Tuesday, November 2, 2010

Thinking About Tibet

It's not easy to wipe out a culture. Huge forces must be brought to bear with such a powerful assault that survival is almost impossible. Sometimes a natural disaster is the culprit.
  • Approximately 65.5 million years ago, an asteroid collided with the earth in the area of Mexico's Yucatan Peninsula, creating the Chicxulub Crater and triggering a mass extinction. Although man was not yet present on earth, the impact had a huge effect on the course of evolution and has long been credited with contributing to the disappearance of the dinosaurs.

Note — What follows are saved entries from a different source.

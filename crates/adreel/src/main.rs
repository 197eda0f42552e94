//! Adreel CLI binary.
//!
//! - `plan` prints the planned storyboard as JSON
//! - `generate` runs the whole pipeline and prints the job summary as JSON

use clap::Parser;

mod cli;

#[tokio::main]
async fn main() -> Result<(), Box<dyn std::error::Error>> {
    use cli::{Cli, Commands, generate_ad, plan_storyboard};

    // Credentials may live in .env
    let _ = dotenvy::dotenv();

    let cli = Cli::parse();
    adreel::init_tracing(cli.verbose, cli.json_logs)?;

    let config = cli.load_config()?;

    match cli.command {
        Commands::Plan(args) => {
            plan_storyboard(&config, &args).await?;
        }

        Commands::Generate {
            request,
            provider,
        } => {
            generate_ad(config, &request, provider).await?;
        }
    }

    Ok(())
}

  • In 79 A.D., the eruption of Italy's Mount Vesuvius buried the cities of Pompeii and Herculaneum under volcanic ash. 
  • In 2004, the Indian Ocean earthquake and its resulting tsunami had the opposite effect. According to Wikipedia "the water washed away centuries of sand from some of the ruins of a 1,200-year-old lost city at Mahabalipuram on the south coast of India. The site, containing such notable structures as a half-buried granite lion near a 7th century Mahablipuram temple and a relic depicting an elephant, is part of what archaeologists believe to be an ancient port city that was swallowed by the sea hundreds of years ago." 
  • In 2005, Hurricane Katrina devastated the city of New Orleans, forcing many people to evacuate (some never returned) and effectively destroying part of the city's rich cultural history.

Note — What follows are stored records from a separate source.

//! Generic submit/poll/download driver for remote video services.

use super::polling::{PollPolicy, TaskStatus, poll_until_terminal};
use adreel_core::{JobId, PipelineMetrics, SceneRequest};
use adreel_error::{AdreelResult, CancelledError, HttpError, ProviderError, ProviderErrorKind};
use adreel_interface::ClipProvider;
use adreel_storage::ClipStore;
use async_trait::async_trait;
use reqwest::{Client, RequestBuilder};
use serde_json::Value;
use std::future::Future;
use std::path::PathBuf;
use std::time::Duration;
use tokio_util::sync::CancellationToken;
use tracing::{info, instrument, warn};

/// Wire protocol of one remote video service.
///
/// Implementations only translate requests and responses; waiting,
/// cancellation and downloading are handled by [`RemoteClipProvider`].
#[async_trait]
pub trait RemoteBackend: Send + Sync {
    /// Provider name used in logs, metrics and errors.
    fn name(&self) -> &'static str;

    /// Submit a generation request and return the provider's task id.
    async fn submit(&self, client: &Client, scene: &SceneRequest) -> AdreelResult<String>;

    /// Check the status of a submitted task.
    async fn status(&self, client: &Client, task_id: &str) -> AdreelResult<TaskStatus>;
}

/// Send a request and decode a JSON response, mapping failures to [`ProviderError`].
pub(crate) async fn send_json(request: RequestBuilder) -> AdreelResult<Value> {
    let response = request
        .send()
        .await
        .map_err(|e| ProviderError::new(ProviderErrorKind::Request(e.to_string())))?;

    if !response.status().is_success() {
        let status_code = response.status().as_u16();
        let message = response.text().await.unwrap_or_default();
        return Err(ProviderError::new(ProviderErrorKind::Http {
            status_code,
            message,
        })
        .into());
    }

    response
        .json()
        .await
        .map_err(|e| ProviderError::new(ProviderErrorKind::MalformedResponse(e.to_string())).into())
}

/// Read a string (or number) at a JSON pointer.
pub(crate) fn text_at(body: &Value, pointer: &str) -> Option<String> {
    match body.pointer(pointer)? {
        Value::String(s) if !s.is_empty() => Some(s.clone()),
        Value::Number(n) => Some(n.to_string()),
        _ => None,
    }
}

/// Error for a field the provider should have sent.
pub(crate) fn missing(field: &str) -> ProviderError {
    ProviderError::new(ProviderErrorKind::MissingField(field.to_string()))
}

/// Run `step` unless `cancel` fires first.
async fn until_cancelled<T>(
    cancel: &CancellationToken,
    what: impl FnOnce() -> String,
    step: impl Future<Output = AdreelResult<T>>,
) -> AdreelResult<T> {
    tokio::select! {
        biased;
        _ = cancel.cancelled() => Err(CancelledError::new(what()).into()),
        result = step => result,
    }
}

/// A [`ClipProvider`] backed by a remote service.
///
/// Skips submission when the clip for `(job, scene)` already exists with
/// content, otherwise submits, polls within `policy` and downloads the
/// result atomically into the clip store.
pub struct RemoteClipProvider<B> {
    backend: B,
    client: Client,
    store: ClipStore,
    policy: PollPolicy,
}

impl<B: RemoteBackend> RemoteClipProvider<B> {
    /// Create a provider.
    ///
    /// # Errors
    ///
    /// Returns an error if the HTTP client cannot be initialized.
    pub fn new(backend: B, store: ClipStore, policy: PollPolicy) -> AdreelResult<Self> {
        let client = Client::builder()
            .timeout(Duration::from_secs(300))
            .build()
            .map_err(|e| HttpError::client_build(backend.name(), e))?;

        Ok(Self {
            backend,
            client,
            store,
            policy,
        })
    }

    async fn produce(
        &self,
        scene: &SceneRequest,
        path: PathBuf,
        cancel: &CancellationToken,
    ) -> AdreelResult<PathBuf> {
        let name = self.backend.name();
        let task_id = until_cancelled(
            cancel,
            || format!("submitting {} scene {}", name, scene.index),
            self.backend.submit(&self.client, scene),
        )
        .await?;
        info!(task_id = %task_id, "Submitted generation task");

        let backend = &self.backend;
        let client = &self.client;
        let task = task_id.as_str();
        let video_url = poll_until_terminal(name, task, &self.policy, cancel, move || {
            backend.status(client, task)
        })
        .await?;

        let bytes = until_cancelled(
            cancel,
            || format!("downloading {} task {}", name, task_id),
            self.download(&video_url),
        )
        .await?;

        self.store.write_clip(&path, &bytes).await?;
        info!(task_id = %task_id, size = bytes.len(), path = %path.display(), "Downloaded clip");
        Ok(path)
    }

    async fn download(&self, video_url: &str) -> AdreelResult<Vec<u8>> {
        let response = self
            .client
            .get(video_url)
            .send()
            .await
            .map_err(|e| ProviderError::new(ProviderErrorKind::Request(e.to_string())))?;
        if !response.status().is_success() {
            let status_code = response.status().as_u16();
            return Err(ProviderError::new(ProviderErrorKind::Http {
                status_code,
                message: format!("download of {} failed", video_url),
            })
            .into());
        }
        let bytes = response
            .bytes()
            .await
            .map_err(|e| ProviderError::new(ProviderErrorKind::Request(e.to_string())))?;
        Ok(bytes.to_vec())
    }
}

#[async_trait]
impl<B: RemoteBackend> ClipProvider for RemoteClipProvider<B> {
    #[instrument(skip(self, scene, cancel), fields(provider = self.backend.name(), job_id = %job_id, scene = scene.index))]
    async fn generate(
        &self,
        scene: &SceneRequest,
        job_id: &JobId,
        cancel: &CancellationToken,
    ) -> AdreelResult<PathBuf> {
        let name = self.backend.name();
        let metrics = PipelineMetrics::get();
        let path = self.store.clip_path(job_id, scene.index);

        if self.store.has_content(&path).await {
            info!(path = %path.display(), "Clip already downloaded, skipping submission");
            metrics.record_clip(name, "resumed");
            return Ok(path);
        }

        match self.produce(scene, path, cancel).await {
            Ok(path) => {
                metrics.record_clip(name, "completed");
                Ok(path)
            }
            Err(e) => {
                warn!(error = %e, "Clip generation failed");
                metrics.record_clip(name, "failed");
                Err(e)
            }
        }
    }

    fn provider_name(&self) -> &'static str {
        self.backend.name()
    }
}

Sometimes a military assault by one nation upon another has a major effect in eliminating the weaker nation's culture.
Diseases that attack the immune system can have a surprising effect in wiping out a culture:
  • The Spanish conquest of Peru by Francisco Pizarro during the 16th century introduced diseases from Europe (most notably smallpox) to the Incan Empire. Within 70 years, 93% of the Incan population had died.
  • Following the arrival of British explorer James Cook, native Hawaiians were exposed to smallpox, influenza, and measles (nearly 20% of Hawaii's population succumbed to measles in the 1850s).
  • The rapid spread of the HIV virus in the 1980s and 1990s resulted in the early deaths of many talented gay men, causing some to wonder if an entire generation of creativity had been lost. By 2007, more than 33 million people worldwide were suffering from the disease.
Sometimes genocide and religion are the culprits:
Two new documentaries show the cultural impact of Communist China's efforts to suppress and destroy the culture of Tibet. Each is fascinating in its own right. Together, they make a powerful statement about the importance of one's cultural identity.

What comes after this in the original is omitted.